Okul araştırmalarına başladık… Devlet okullarının kreşlerini, butik diyebilebileceğimiz özel kreşleri, K12 sistemine dahil özel okulları araştırdık. Bizim için nelerin önemli olduğunu, kendisi de bir öğretmen olan eşimle uzun uzun konuştuk. Bizim için önemli olan konularda ortak karar verdik. Çocuğu sıklamayan, oyun tabanlı eğitime ağırlık veren, rahat ve geniş bir fiziksel ortamı sunabilen, rahat ve özgür hareket edebileceği, evimize yakın olan, yabancı dil öğrenmesi için imkan sunan bir kreşi tercih edecektik. Yaptığımız araştırmalar sonucunda MBA Okullarına karar verdik ve kaydımızı Nisan 2022 sonlarına doğru yaptırdık. Bir kaç kez okulu ziyaret ettikten sonra, oğlumuzun da okula ısındığını gördükten sonra kesinleştirdik.

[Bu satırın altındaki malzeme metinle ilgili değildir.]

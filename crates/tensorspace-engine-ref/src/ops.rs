//! Op validation and sequential interpretation.

use std::sync::Arc;

use anyhow::{bail, Result};

use tensorspace::{FillerSpec, OpDef, Shape, Tensor, Workspace};

use crate::{fill, RefEngine, SCRATCH_CATEGORY};

/// Structural checks applied at compile time so `run` failures are limited
/// to data problems.
pub(crate) fn validate(op: &OpDef) -> Result<()> {
    match op.kind.as_str() {
        "Fill" => {
            expect_arity(op, 0, 1)?;
            match &op.shape {
                Some(dims) if !dims.is_empty() => {}
                Some(_) => bail!("Fill shape must have at least one dimension"),
                None => bail!("Fill requires a shape attribute"),
            }
        }
        "Copy" => expect_arity(op, 1, 1)?,
        "Add" => expect_arity(op, 2, 1)?,
        "Scale" => expect_arity(op, 1, 1)?,
        other => bail!("unknown op kind `{other}`"),
    }
    Ok(())
}

fn expect_arity(op: &OpDef, inputs: usize, outputs: usize) -> Result<()> {
    if op.inputs.len() != inputs {
        bail!(
            "{} expects {} input(s), got {}",
            op.kind,
            inputs,
            op.inputs.len()
        );
    }
    if op.outputs.len() != outputs {
        bail!(
            "{} expects {} output(s), got {}",
            op.kind,
            outputs,
            op.outputs.len()
        );
    }
    Ok(())
}

pub(crate) fn execute(workspace: &Arc<Workspace<RefEngine>>, op: &OpDef) -> Result<()> {
    match op.kind.as_str() {
        "Fill" => run_fill(workspace, op),
        "Copy" => run_copy(workspace, op),
        "Add" => run_add(workspace, op),
        "Scale" => run_scale(workspace, op),
        other => bail!("unknown op kind `{other}`"),
    }
}

/// Creates the output tensor and applies its registered filler, defaulting
/// to zeros when no spec was defined.
fn run_fill(workspace: &Arc<Workspace<RefEngine>>, op: &OpDef) -> Result<()> {
    let output = &op.outputs[0];
    let dims = op.shape.clone().expect("validated at compile time");
    let spec = workspace
        .lookup_filler(output)
        .unwrap_or_else(|| FillerSpec::constant(output.clone(), 0.0));
    let tensor = workspace.create_tensor(output);
    fill::apply_filler(&tensor, Shape::new(dims), &spec.kind)
}

fn run_copy(workspace: &Arc<Workspace<RefEngine>>, op: &OpDef) -> Result<()> {
    let input = workspace.get_tensor(&op.inputs[0], true)?;
    let (shape, values) = read_payload(&input)?;
    let output = workspace.create_tensor(&op.outputs[0]);
    output.write_f32(shape, &values)
}

/// Element-wise sum staged through a pooled scratch buffer, the
/// steady-state temporary-storage pattern the pool exists for.
fn run_add(workspace: &Arc<Workspace<RefEngine>>, op: &OpDef) -> Result<()> {
    let lhs = workspace.get_tensor(&op.inputs[0], true)?;
    let rhs = workspace.get_tensor(&op.inputs[1], true)?;
    let (shape, left) = read_payload(&lhs)?;
    let (rhs_shape, right) = read_payload(&rhs)?;
    if shape != rhs_shape {
        bail!(
            "Add inputs disagree on shape: {:?} vs {:?}",
            shape.dims(),
            rhs_shape.dims()
        );
    }
    let sum: Vec<f32> = left
        .iter()
        .zip(right.iter())
        .map(|(a, b)| a + b)
        .collect();

    let scratch = workspace.acquire_buffer(SCRATCH_CATEGORY)?;
    let staged = stage_through(&scratch, &shape, &sum, workspace, &op.outputs[0]);
    // Return the buffer to the pool before surfacing any staging error.
    workspace.release_buffer(&scratch, SCRATCH_CATEGORY, false)?;
    staged
}

fn stage_through(
    scratch: &Arc<Tensor>,
    shape: &Shape,
    values: &[f32],
    workspace: &Arc<Workspace<RefEngine>>,
    output: &str,
) -> Result<()> {
    scratch.write_f32(shape.clone(), values)?;
    let staged = scratch.read_f32()?;
    let tensor = workspace.create_tensor(output);
    tensor.write_f32(shape.clone(), &staged)
}

fn run_scale(workspace: &Arc<Workspace<RefEngine>>, op: &OpDef) -> Result<()> {
    let factor = op.value.unwrap_or(1.0);
    let input = workspace.get_tensor(&op.inputs[0], true)?;
    let (shape, values) = read_payload(&input)?;
    let scaled: Vec<f32> = values.iter().map(|v| v * factor).collect();
    let output = workspace.create_tensor(&op.outputs[0]);
    output.write_f32(shape, &scaled)
}

fn read_payload(tensor: &Arc<Tensor>) -> Result<(Shape, Vec<f32>)> {
    let values = tensor.read_f32()?;
    let shape = match tensor.shape() {
        Some(shape) => shape,
        None => bail!("tensor `{}` has no allocated payload", tensor.name()),
    };
    Ok((shape, values))
}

Buraya kadar her şey normal. Peki sonra ne mi oldu dersiniz? MBA Okullarına karar vermemizin etkeni olan tüm konuların okulun açılmasına son 1 hafta değiştiğini öğrendik. Nasıl olduğunu anlatayım…

Sınıftaki Öğrenci Sayısı

Bir sınıfta 14, en fazla 15-16 öğrenci olacağını biliyorduk. Öyle ki, kayıt için okulu ziyaret gittiğimizde sınıfları gezdiğimizde, tüm dolaplar, masa ve sandalyeler maksimum 16 çocuk için organize edilmişti. Hatta okullar açılmadan bir önceki hafta veli-öğretmen buluşması yapmak üzere okula gittiğimizde de, aynı dolaplar duruyordu. Okulun açılmasına tam 1 hafta kalaya kadar. Çocuk sayısının 18’e çıktığını öğrendiğimizde ise çok şaşırdık.

Açılan Sınıf Sayısı

Kayıt aşamasında toplamda 3 sınıf açılacağı, bunların 2’sinin 4 yaş, 1’inin ise 5 yaş olduğu bilgisi verilmişti. Okulun son haftasında öğrendik ki açılan sınıf sayısı 6’ya çıkmış. Daha önceden yetmiyor diye mevcut yemekhaneye ek olarak kullanılan oda ve idari ofisler de kreş sınıflarına dönüştürülmüş.

İngilizce Öğretmenimiz

Kayıt esnasında “okulumuzda yabancı öğretmen var” denmişti. Aslında doğruymuş! Ancak eksik olan bilgi varolan yabancı öğretmenin daha büyük sınıflara girdiği, kreş düzeyinde İngilizce saatlerinde yabancı bir öğretmenin olmayışıydı. Bunu duyduğumuz da en büyük şoku yaşadık. Düşünün 2 dil biliyorsunuz, eşiniz İngilizce öğretmeni ve yurtdışı ile sürekli bağlantınızın olduğu bir işiniz var ama böyle detayı gözden kaçırıyorsunuz. Ya da size yanlış bilgi veriliyor… Yabancı dil öğrenmesinden daha çok farklı kültürden biri ile uzun soluklu etkileşime girmesini tercih ettiğimizi söylediğimizde ise, “İngilizce Öğretmenlerimizin okulda Türkçe konuşması yasak” cevabını aldık. You guys don’t understand us! It’s not about the language, it’s about the culture!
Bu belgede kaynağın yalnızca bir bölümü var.